use crate::constants::{BITMAP_CGI, JPEG_CGI, SNAPSHOT_DATE_FORMAT};
use crate::error::Result;
use crate::protocol::CgiQuery;
use crate::transport::Transport;
use crate::vapix::VapixCam;
use async_trait::async_trait;
use chrono::{DateTime, Local};
use log::info;
use std::path::{Path, PathBuf};
use tokio::{fs::OpenOptions, io::AsyncWriteExt};

#[derive(Debug, Clone, Default, PartialEq)]
pub struct BitmapRequest {
    pub resolution: Option<String>,
    pub camera: Option<u32>,
    pub square_pixel: Option<bool>,
}

impl BitmapRequest {
    fn to_query(&self) -> CgiQuery {
        CgiQuery::new()
            .with_opt("resolution", self.resolution.as_deref())
            .with_opt("camera", self.camera)
            .with_opt("squarepixel", self.square_pixel.map(u8::from))
    }
}

#[derive(Debug, Clone, Default, PartialEq)]
pub struct JpegRequest {
    pub resolution: Option<String>,
    pub camera: Option<u32>,
    pub square_pixel: Option<bool>,
    /// 0 (least) to 100 (most) compression
    pub compression: Option<u32>,
    pub rotation: Option<u32>,
    pub clock: Option<bool>,
    pub date: Option<bool>,
    pub text: Option<bool>,
    pub text_string: Option<String>,
    pub text_color: Option<String>,
    pub text_background_color: Option<String>,
    /// `top` or `bottom`
    pub text_position: Option<String>,
    pub overlay_image: Option<bool>,
    /// `x,y` in pixels
    pub overlay_position: Option<String>,
}

impl JpegRequest {
    fn to_query(&self) -> CgiQuery {
        CgiQuery::new()
            .with_opt("resolution", self.resolution.as_deref())
            .with_opt("camera", self.camera)
            .with_opt("squarepixel", self.square_pixel.map(u8::from))
            .with_opt("compression", self.compression)
            .with_opt("rotation", self.rotation)
            .with_opt("clock", self.clock.map(u8::from))
            .with_opt("date", self.date.map(u8::from))
            .with_opt("text", self.text.map(u8::from))
            .with_opt("textstring", self.text_string.as_deref())
            .with_opt("textcolor", self.text_color.as_deref())
            .with_opt("textbackgroundcolor", self.text_background_color.as_deref())
            .with_opt("textpos", self.text_position.as_deref())
            .with_opt("overlayimage", self.overlay_image.map(u8::from))
            .with_opt("overlaypos", self.overlay_position.as_deref())
    }
}

/// `DD-MM-YYYY_HHhMMmSSs.<extension>`
pub fn snapshot_filename(time: DateTime<Local>, extension: &str) -> String {
    format!("{}.{}", time.format(SNAPSHOT_DATE_FORMAT), extension)
}

/// Writes `bytes` under the timestamped name. An existing file with that
/// name is left alone and the call fails with `AlreadyExists`.
async fn write_snapshot(
    dir: &Path,
    time: DateTime<Local>,
    extension: &str,
    bytes: &[u8],
) -> Result<PathBuf> {
    let path = dir.join(snapshot_filename(time, extension));
    let mut file = OpenOptions::new()
        .write(true)
        .create_new(true)
        .open(&path)
        .await?;
    file.write_all(bytes).await?;
    file.flush().await?;
    info!("Saved {} bytes to {}", bytes.len(), path.display());
    Ok(path)
}

#[async_trait]
pub trait Snapshot: Send + Sync {
    async fn fetch_bitmap(&self, request: &BitmapRequest) -> Result<Vec<u8>>;

    async fn fetch_jpeg(&self, request: &JpegRequest) -> Result<Vec<u8>>;

    /// Fetch a bitmap and write it into `dir` under a timestamped name.
    /// Fails with an `AlreadyExists` I/O error rather than overwrite a
    /// snapshot saved in the same second.
    async fn save_bitmap(&self, request: &BitmapRequest, dir: &Path) -> Result<PathBuf>;

    /// Fetch a JPEG and write it into `dir` under a timestamped name.
    /// Same-second collisions fail as in `save_bitmap`.
    async fn save_jpeg(&self, request: &JpegRequest, dir: &Path) -> Result<PathBuf>;
}

#[async_trait]
impl<T: Transport> Snapshot for VapixCam<T> {
    async fn fetch_bitmap(&self, request: &BitmapRequest) -> Result<Vec<u8>> {
        self.get_bytes(BITMAP_CGI, request.to_query()).await
    }

    async fn fetch_jpeg(&self, request: &JpegRequest) -> Result<Vec<u8>> {
        self.get_bytes(JPEG_CGI, request.to_query()).await
    }

    async fn save_bitmap(&self, request: &BitmapRequest, dir: &Path) -> Result<PathBuf> {
        let bytes = self.fetch_bitmap(request).await?;
        write_snapshot(dir, Local::now(), "bmp", &bytes).await
    }

    async fn save_jpeg(&self, request: &JpegRequest, dir: &Path) -> Result<PathBuf> {
        let bytes = self.fetch_jpeg(request).await?;
        write_snapshot(dir, Local::now(), "jpg", &bytes).await
    }
}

BRIEF: Set down each line of the material verbatim, from the first line through the line that contains "use log::info;".

THE COMPLETED TASK:
use crate::constants::{BITMAP_CGI, JPEG_CGI, SNAPSHOT_DATE_FORMAT};
use crate::error::Result;
use crate::protocol::CgiQuery;
use crate::transport::Transport;
use crate::vapix::VapixCam;
use async_trait::async_trait;
use chrono::{DateTime, Local};
use log::info;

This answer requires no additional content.